Но, в конце концов, вопрос о том, как играл на скрипке наследник, а затем император, не столь важен, хотя и примечателен для его характеристики. Важнее иное, отмеченное Штелиным, причем не при жизни Петра Федоровича, когда это могло быть сочтено за придворную комплиментарность, а позднее, в 1770 году. А заключалось оно в том, что, как специально подчеркивал Штелин, музыкальные пристрастия Петра Федоровича способствовали развитию музыкальной жизни как при императорском дворе, так и в обеих столицах России — Москве и Петербурге [234, с. II, 107].

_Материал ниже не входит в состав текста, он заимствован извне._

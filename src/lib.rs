//! Fleetgate - A path-routing gateway that supervises a fleet of sub-services
//!
//! This library provides an application gateway that:
//! - Routes HTTP traffic to backends by the first segment of the request path
//! - Generates the docker-compose manifest describing the backend fleet
//! - Builds, starts, scales, restarts and tears down the fleet via docker-compose
//! - Probes backend health periodically and restarts failing backends
//! - Isolates callers from failing backends with per-backend circuit breakers
//! - Emails an operator alert when a breaker trips
//! - Exposes request metrics in Prometheus format

pub mod breaker;
pub mod config;
pub mod error;
pub mod fallback;
pub mod fleet;
pub mod health;
pub mod lifecycle;
pub mod manifest;
pub mod metrics;
pub mod notifier;
pub mod pool;
pub mod proxy;
pub mod routes;
//! Periodic backend health monitoring
//!
//! Every cycle probes each backend's health endpoint and asks the fleet
//! controller to restart the ones that fail. The monitor never touches the
//! circuit breakers; they recover through their own trial calls.

use crate::config::HealthConfig;
use crate::fleet::FleetController;
use crate::pool::ConnectionPool;
use crate::routes::{RouteEntry, RouteTable};
use chrono::{DateTime, Utc};
use dashmap::DashMap;
use futures::future::join_all;
use serde::Serialize;
use std::sync::Arc;
use std::time::Duration;
use tokio::sync::watch;
use tracing::{debug, error, info, warn};

/// Outcome of the most recent probe of a backend
#[derive(Debug, Clone, Serialize)]
pub struct HealthRecord {
    pub backend: String,
    pub healthy: bool,
    /// HTTP status, when the backend answered
    pub status: Option<u16>,
    /// Connection error or timeout description
    pub error: Option<String>,
    pub checked_at: DateTime<Utc>,
}

/// Health monitor for the fleet
pub struct HealthMonitor {
    routes: Arc<RouteTable>,
    fleet: Arc<FleetController>,
    pool: Arc<ConnectionPool>,
    interval: Duration,
    timeout: Duration,
    records: DashMap<String, HealthRecord>,
}

impl HealthMonitor {
    pub fn new(
        routes: Arc<RouteTable>,
        fleet: Arc<FleetController>,
        pool: Arc<ConnectionPool>,
        config: &HealthConfig,
    ) -> Self {
        Self {
            routes,
            fleet,
            pool,
            interval: config.interval(),
            timeout: config.timeout(),
            records: DashMap::new(),
        }
    }

    /// Run probe cycles until shutdown is signalled
    pub async fn run(self: Arc<Self>, mut shutdown_rx: watch::Receiver<bool>) {
        info!(
            interval_secs = self.interval.as_secs(),
            backends = self.routes.len(),
            "Health monitor started"
        );

        loop {
            tokio::select! {
                _ = tokio::time::sleep(self.interval) => {
                    self.tick().await;
                }
                _ = shutdown_rx.changed() => {
                    if *shutdown_rx.borrow() {
                        info!("Health monitor shutting down");
                        break;
                    }
                }
            }
        }
    }

    /// Probe every backend once and restart each one that failed
    ///
    /// Returns the records produced by this cycle, in route order.
    pub async fn tick(&self) -> Vec<HealthRecord> {
        let records = join_all(self.routes.iter().map(|route| self.probe(route))).await;

        let failing: Vec<&str> = records
            .iter()
            .filter(|r| !r.healthy)
            .map(|r| r.backend.as_str())
            .collect();

        join_all(failing.iter().map(|name| async move {
            warn!(backend = *name, "Backend failed health check, restarting");
            if let Err(e) = self.fleet.restart(name).await {
                error!(backend = *name, error = %e, "Restart after failed health check failed");
            }
        }))
        .await;

        for record in &records {
            self.records.insert(record.backend.clone(), record.clone());
        }

        debug!(
            checked = records.len(),
            failing = failing.len(),
            "Health check cycle complete"
        );
        records
    }

    async fn probe(&self, route: &RouteEntry) -> HealthRecord {
        let result =
            tokio::time::timeout(self.timeout, self.pool.check_backend(route.port, &route.health_path))
                .await;

        let (healthy, status, error) = match result {
            Ok(Ok(status)) => (status.is_success(), Some(status.as_u16()), None),
            Ok(Err(e)) => (false, None, Some(e.to_string())),
            Err(_) => (
                false,
                None,
                Some(format!("timed out after {}s", self.timeout.as_secs())),
            ),
        };

        if !healthy {
            debug!(
                backend = %route.name,
                port = route.port,
                path = %route.health_path,
                status,
                error = error.as_deref(),
                "Health probe failed"
            );
        }

        HealthRecord {
            backend: route.name.clone(),
            healthy,
            status,
            error,
            checked_at: Utc::now(),
        }
    }

    /// Result of the latest probe of `name`, if it has been probed
    pub fn last_record(&self, name: &str) -> Option<HealthRecord> {
        self.records.get(name).map(|r| r.value().clone())
    }
}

Петру Федоровичу было присуще и другое увлечение: любовь к коллекционированию. В цитированных выше заметках Штелина можно прочитать: «Едва он слышал что-либо о хорошей скрипке, как тотчас желал ее заполучить, независимо от цены. В результате он стал обладателем ценного собрания скрипок кремонских, амати, штайнеровских и других знаменитых мастеров, за которые он платил по четыре, пять и более сотен рублей». В эту коллекцию, по свидетельству Штелина, входили и другие инструменты, в том числе фарфоровая китайская флейта. Как это ни покажется невероятным для тех, кто привык разделять мнение о Петре Федоровиче официальной версии, шедшей от Екатерины II, императора с полным основанием можно назвать меломаном. Впрочем, именно так его аттестует французский музыковед Р. Мозер [220]. Возможно, еще более невероятным покажется кое-кому характеристика «грубого солдафона» как книголюба. Но это так.
Любой желающий убедиться в этом найдет в отделе рукописей Российской национальной библиотеки в Санкт-Петербурге несколько описей книжного собрания Петра Федоровича, составленных Штелиным. Начиная с рукописи «Оригинальный каталог библиотеки по инженерному и военному делу великого князя Петра Федоровича», содержащей 36 листов и датированной 1743 годом, в каталог вошли 829 описаний книг, распределенных по форматам.